Se lo studio SYNTAX ha proposto un nuovo modo di guardare alla malattia coronarica multi-vasale, “there is three-vessel disease and three-vessel disease” dice P.W. Serruys, fornendo uno strumento in grado di discernere forme complesse di malattia coronarica, da forme a grado basso o intermedio, lo studio FAME13, anche esso di recente pubblicazione, propone un’ulteriore prospettiva: basare l’individuazione del paziente multi-vasale non già sulle sole basi anatomiche, ma funzionali. Lo studio ha randomizzato 1,005 pazienti con malattia multi-vasale (definita come una stenosi >50% in almeno 2 delle 3 coronarie epicardiche maggiori) a ricevere una rivascolarizzazione mediante PCI e guidata solo dall’angiografia, o una rivascolarizzazione mediante PCI e misurazione, in tutte le lesioni >50%, della riserva di flusso coronarico (FFR), un indice accurato per indicare se una particolare stenosi coronarica sia responsabile di ischemia inducibile. Nei pazienti randomizzati a quest’ultimo braccio, l’angioplastica è stata eseguita solo in caso di ridotta FFR (rapporto tra pressione media distale e  prossimale alla stenosi <0.8014). I risultati ad un anno hanno dimostrato una riduzione, a favore della misurazione di routine della FFR, dell’endpoint composito di morte, infarto del miocardio e necessità di re-intervento di circa il 30%, guidata essenzialmente da una ridotta incidenza del composito di morte ed infarto del miocardio.
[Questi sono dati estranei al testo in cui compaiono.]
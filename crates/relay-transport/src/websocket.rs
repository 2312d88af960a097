//! WebSocket transport implementation.
//!
//! This module provides a standalone WebSocket listener using tokio-tungstenite.
//! Sockets are handed out before the WebSocket handshake; [`Socket::accept`]
//! performs it.

use async_trait::async_trait;
use futures_util::stream::{SplitSink, SplitStream};
use futures_util::{SinkExt, StreamExt};
use std::net::SocketAddr;
use tokio::net::{TcpListener, TcpStream};
use tokio::sync::Mutex;
use tokio_tungstenite::{
    accept_async_with_config,
    tungstenite::{protocol::WebSocketConfig as ProtocolConfig, Error as WsError, Message},
    WebSocketStream,
};
use tracing::{debug, error, info};

use crate::traits::{Socket, TransportError};

type WsSink = SplitSink<WebSocketStream<TcpStream>, Message>;
type WsStream = SplitStream<WebSocketStream<TcpStream>>;

/// WebSocket transport configuration.
#[derive(Debug, Clone)]
pub struct WebSocketConfig {
    /// Address to bind to.
    pub bind_addr: SocketAddr,
    /// Maximum message size in bytes.
    pub max_message_size: usize,
}

impl Default for WebSocketConfig {
    fn default() -> Self {
        Self {
            bind_addr: SocketAddr::from(([127, 0, 0, 1], 8080)),
            max_message_size: 64 * 1024, // 64 KB
        }
    }
}

/// WebSocket transport.
pub struct WebSocketTransport {
    listener: TcpListener,
    config: WebSocketConfig,
}

impl WebSocketTransport {
    /// Create a new WebSocket transport.
    ///
    /// # Errors
    ///
    /// Returns an error if binding to the address fails.
    pub async fn new(config: WebSocketConfig) -> Result<Self, TransportError> {
        let listener = TcpListener::bind(config.bind_addr)
            .await
            .map_err(TransportError::Io)?;

        info!("WebSocket transport listening on {}", config.bind_addr);

        Ok(Self { listener, config })
    }

    /// Create a new WebSocket transport with default config.
    ///
    /// # Errors
    ///
    /// Returns an error if binding fails.
    pub async fn bind(addr: SocketAddr) -> Result<Self, TransportError> {
        Self::new(WebSocketConfig {
            bind_addr: addr,
            ..Default::default()
        })
        .await
    }

    /// Get the local address this transport is bound to.
    #[must_use]
    pub fn local_addr(&self) -> Option<SocketAddr> {
        self.listener.local_addr().ok()
    }

    /// Wait for the next TCP connection.
    ///
    /// The returned socket has not completed the WebSocket handshake yet.
    ///
    /// # Errors
    ///
    /// Returns an error if accepting the TCP connection fails.
    pub async fn incoming(&self) -> Result<WebSocketSocket, TransportError> {
        let (stream, addr) = self.listener.accept().await.map_err(TransportError::Io)?;

        debug!("Accepted TCP connection from {}", addr);

        Ok(WebSocketSocket::new(
            stream,
            addr,
            self.config.max_message_size,
        ))
    }
}

/// A WebSocket connection over a raw TCP stream.
pub struct WebSocketSocket {
    pending: Mutex<Option<TcpStream>>,
    sink: Mutex<Option<WsSink>>,
    stream: Mutex<Option<WsStream>>,
    remote_addr: SocketAddr,
    max_message_size: usize,
}

impl WebSocketSocket {
    fn new(stream: TcpStream, remote_addr: SocketAddr, max_message_size: usize) -> Self {
        Self {
            pending: Mutex::new(Some(stream)),
            sink: Mutex::new(None),
            stream: Mutex::new(None),
            remote_addr,
            max_message_size,
        }
    }
}

#[async_trait]
impl Socket for WebSocketSocket {
    async fn accept(&self) -> Result<(), TransportError> {
        let Some(tcp) = self.pending.lock().await.take() else {
            return Err(TransportError::Handshake("Socket already accepted".into()));
        };

        let mut config = ProtocolConfig::default();
        config.max_message_size = Some(self.max_message_size);

        let ws_stream = accept_async_with_config(tcp, Some(config))
            .await
            .map_err(|e| {
                error!("WebSocket handshake failed: {}", e);
                TransportError::Handshake(e.to_string())
            })?;

        debug!("WebSocket handshake completed with {}", self.remote_addr);

        let (sink, stream) = ws_stream.split();
        *self.sink.lock().await = Some(sink);
        *self.stream.lock().await = Some(stream);
        Ok(())
    }

    async fn receive_text(&self) -> Result<String, TransportError> {
        let mut guard = self.stream.lock().await;
        let stream = guard
            .as_mut()
            .ok_or_else(|| TransportError::Other("Socket not accepted".into()))?;

        loop {
            match stream.next().await {
                Some(Ok(Message::Text(text))) => return Ok(text),
                Some(Ok(Message::Binary(data))) => {
                    return String::from_utf8(data)
                        .map_err(|e| TransportError::ReceiveFailed(e.to_string()));
                }
                Some(Ok(Message::Ping(_) | Message::Pong(_) | Message::Frame(_))) => {
                    // tungstenite queues pong replies on its own
                }
                Some(Ok(Message::Close(_))) => {
                    debug!("Received close frame");
                    return Err(TransportError::ConnectionClosed);
                }
                Some(Err(WsError::ConnectionClosed | WsError::AlreadyClosed)) | None => {
                    debug!("WebSocket stream ended");
                    return Err(TransportError::ConnectionClosed);
                }
                Some(Err(e)) => {
                    error!("WebSocket error: {}", e);
                    return Err(TransportError::ReceiveFailed(e.to_string()));
                }
            }
        }
    }

    async fn send_text(&self, text: &str) -> Result<(), TransportError> {
        let mut guard = self.sink.lock().await;
        let sink = guard
            .as_mut()
            .ok_or_else(|| TransportError::Other("Socket not accepted".into()))?;

        sink.send(Message::Text(text.to_owned()))
            .await
            .map_err(|e| TransportError::SendFailed(e.to_string()))
    }

    async fn close(&self) -> Result<(), TransportError> {
        let mut guard = self.sink.lock().await;
        match guard.as_mut() {
            Some(sink) => sink
                .close()
                .await
                .map_err(|e| TransportError::Other(format!("Failed to close: {e}"))),
            None => Ok(()),
        }
    }

    fn remote_addr(&self) -> Option<String> {
        Some(self.remote_addr.to_string())
    }
}
//! Codec for encoding and decoding Relay envelopes.
//!
//! Frames are JSON text. Decoding happens in two stages so that a frame
//! which is not JSON at all can be told apart from well-formed JSON that
//! does not describe a valid envelope.

use serde::de::Error as _;
use thiserror::Error;

use crate::envelope::Envelope;

/// Protocol errors that can occur during encoding/decoding.
#[derive(Debug, Error)]
pub enum ProtocolError {
    /// The frame is not well-formed JSON.
    #[error("Invalid JSON: {0}")]
    InvalidJson(#[source] serde_json::Error),

    /// The frame is JSON but not a valid envelope.
    #[error("Invalid payload: {0}")]
    InvalidPayload(#[source] serde_json::Error),

    /// JSON encoding error.
    #[error("Encoding error: {0}")]
    Encode(#[source] serde_json::Error),
}

impl ProtocolError {
    /// The message reported back to the client in an `error` envelope.
    #[must_use]
    pub fn client_message(&self) -> &'static str {
        match self {
            ProtocolError::InvalidJson(_) => "Invalid JSON",
            ProtocolError::InvalidPayload(_) | ProtocolError::Encode(_) => "Invalid payload",
        }
    }

    /// The `error` envelope answering this failure.
    #[must_use]
    pub fn to_envelope(&self) -> Envelope {
        Envelope::error(self.client_message())
    }

    /// Short label for metrics and logs.
    #[must_use]
    pub fn kind(&self) -> &'static str {
        match self {
            ProtocolError::InvalidJson(_) => "invalid_json",
            ProtocolError::InvalidPayload(_) => "invalid_payload",
            ProtocolError::Encode(_) => "encode",
        }
    }
}

/// Decode an envelope from frame text.
///
/// # Errors
///
/// Returns [`ProtocolError::InvalidJson`] if the text is not JSON, or
/// [`ProtocolError::InvalidPayload`] if the JSON is not a known envelope
/// with all of its required fields.
pub fn decode(text: &str) -> Result<Envelope, ProtocolError> {
    let value: serde_json::Value = serde_json::from_str(text).map_err(ProtocolError::InvalidJson)?;
    // Tagged enums also deserialize from sequences; only objects are envelopes.
    if !value.is_object() {
        return Err(ProtocolError::InvalidPayload(serde_json::Error::custom(
            "envelope must be a JSON object",
        )));
    }
    serde_json::from_value(value).map_err(ProtocolError::InvalidPayload)
}

/// Encode an envelope to frame text.
///
/// # Errors
///
/// Returns an error if serialization fails.
pub fn encode(envelope: &Envelope) -> Result<String, ProtocolError> {
    serde_json::to_string(envelope).map_err(ProtocolError::Encode)
}
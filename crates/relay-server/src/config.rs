//! Server configuration.
//!
//! Configuration can be loaded from:
//! - Environment variables (RELAY_HOST, RELAY_PORT)
//! - TOML configuration file

use anyhow::{Context, Result};
use serde::{Deserialize, Serialize};
use std::net::SocketAddr;
use std::path::Path;

/// Server configuration.
#[derive(Debug, Clone, Serialize, Deserialize)]
pub struct Config {
    /// Host to bind to.
    #[serde(default = "default_host")]
    pub host: String,

    /// Port to listen on.
    #[serde(default = "default_port")]
    pub port: u16,

    /// Transport configuration.
    #[serde(default)]
    pub transport: TransportConfig,

    /// Resource limits.
    #[serde(default)]
    pub limits: LimitsConfig,

    /// Publish routing.
    #[serde(default)]
    pub publish: PublishConfig,

    /// AsyncAPI documentation.
    #[serde(default)]
    pub docs: DocsConfig,

    /// Metrics configuration.
    #[serde(default)]
    pub metrics: MetricsConfig,
}

/// Transport configuration.
#[derive(Debug, Clone, Serialize, Deserialize)]
pub struct TransportConfig {
    /// Path for the WebSocket endpoint. Plain GETs on it serve the docs page.
    #[serde(default = "default_ws_path")]
    pub websocket_path: String,
}

/// Resource limits configuration.
#[derive(Debug, Clone, Serialize, Deserialize)]
pub struct LimitsConfig {
    /// Maximum number of connections.
    #[serde(default = "default_max_connections")]
    pub max_connections: usize,

    /// Maximum message size in bytes.
    #[serde(default = "default_max_message_size")]
    pub max_message_size: usize,
}

/// Publish configuration.
#[derive(Debug, Clone, Default, Serialize, Deserialize)]
pub struct PublishConfig {
    /// Broadcast client publishes to subscribers. When off, clients get
    /// a "Publish not yet implemented" error.
    #[serde(default)]
    pub enabled: bool,
}

/// Documentation configuration.
#[derive(Debug, Clone, Serialize, Deserialize)]
pub struct DocsConfig {
    /// AsyncAPI `info.title`.
    #[serde(default = "default_docs_title")]
    pub title: String,

    /// AsyncAPI `info.version`.
    #[serde(default = "default_docs_version")]
    pub version: String,

    /// AsyncAPI `info.description`.
    #[serde(default = "default_docs_description")]
    pub description: Option<String>,

    /// HTML page title of the viewer.
    #[serde(default = "default_page_title")]
    pub page_title: String,
}

/// Metrics configuration.
#[derive(Debug, Clone, Serialize, Deserialize)]
pub struct MetricsConfig {
    /// Enable metrics export.
    #[serde(default = "default_true")]
    pub enabled: bool,

    /// Metrics port.
    #[serde(default = "default_metrics_port")]
    pub port: u16,
}

// Default value functions
fn default_host() -> String {
    std::env::var("RELAY_HOST").unwrap_or_else(|_| "127.0.0.1".to_string())
}

fn default_port() -> u16 {
    std::env::var("RELAY_PORT")
        .ok()
        .and_then(|p| p.parse().ok())
        .unwrap_or(8080)
}

fn default_true() -> bool {
    true
}

fn default_ws_path() -> String {
    "/ws".to_string()
}

fn default_max_connections() -> usize {
    100_000
}

fn default_max_message_size() -> usize {
    64 * 1024 // 64 KB
}

fn default_docs_title() -> String {
    "Docs WS".to_string()
}

fn default_docs_version() -> String {
    "0.0.0".to_string()
}

fn default_docs_description() -> Option<String> {
    Some("DESC".to_string())
}

fn default_page_title() -> String {
    "Websocket documentation".to_string()
}

fn default_metrics_port() -> u16 {
    9090
}

impl Default for Config {
    fn default() -> Self {
        Self {
            host: default_host(),
            port: default_port(),
            transport: TransportConfig::default(),
            limits: LimitsConfig::default(),
            publish: PublishConfig::default(),
            docs: DocsConfig::default(),
            metrics: MetricsConfig::default(),
        }
    }
}

impl Default for TransportConfig {
    fn default() -> Self {
        Self {
            websocket_path: default_ws_path(),
        }
    }
}

impl Default for LimitsConfig {
    fn default() -> Self {
        Self {
            max_connections: default_max_connections(),
            max_message_size: default_max_message_size(),
        }
    }
}

impl Default for DocsConfig {
    fn default() -> Self {
        Self {
            title: default_docs_title(),
            version: default_docs_version(),
            description: default_docs_description(),
            page_title: default_page_title(),
        }
    }
}

impl Default for MetricsConfig {
    fn default() -> Self {
        Self {
            enabled: true,
            port: default_metrics_port(),
        }
    }
}

impl Config {
    /// Load configuration from file or defaults.
    ///
    /// # Errors
    ///
    /// Returns an error if the config file exists but cannot be parsed.
    pub fn load() -> Result<Self> {
        let config_paths = [
            "relay.toml",
            "/etc/relay/relay.toml",
            "~/.config/relay/relay.toml",
        ];

        for path in &config_paths {
            let expanded = shellexpand::tilde(path);
            if Path::new(expanded.as_ref()).exists() {
                return Self::from_file(expanded.as_ref());
            }
        }

        // Fall back to defaults with environment overrides
        Ok(Self::default())
    }

    /// Load configuration from a specific file.
    ///
    /// # Errors
    ///
    /// Returns an error if the file cannot be read or parsed.
    pub fn from_file(path: impl AsRef<Path>) -> Result<Self> {
        let path = path.as_ref();
        let contents = std::fs::read_to_string(path)
            .with_context(|| format!("Failed to read config file: {}", path.display()))?;

        let config: Config = toml::from_str(&contents)
            .with_context(|| format!("Failed to parse config file: {}", path.display()))?;

        Ok(config)
    }

    /// Get the socket address to bind to.
    ///
    /// # Errors
    ///
    /// Returns an error if host and port do not form a socket address.
    pub fn bind_addr(&self) -> Result<SocketAddr> {
        format!("{}:{}", self.host, self.port)
            .parse()
            .with_context(|| format!("Invalid host:port {}:{}", self.host, self.port))
    }

    /// Path the AsyncAPI schema is served on, next to the WebSocket endpoint.
    #[must_use]
    pub fn asyncapi_path(&self) -> String {
        format!(
            "{}/asyncapi.json",
            self.transport.websocket_path.trim_end_matches('/')
        )
    }
}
Inoltre, l’elemento più suggestivo dello studio è che gli eventi maggiori cardio-cerebro-vascolari nel braccio FFR del FAME (11%) sono del tutto sovrapponibili al braccio CABG del SYNTAX (12.4%).

I risultati del SYNTAX e del FAME gettano nuova luce sulla rivascolarizzazione del paziente con malattia coronarica multi-vasale, ponendo le basi per un nuovo rinascimento dell’approccio percutaneo in questo specifico scenario clinico e delineando in maniera definitiva il crepuscolo della stentomania.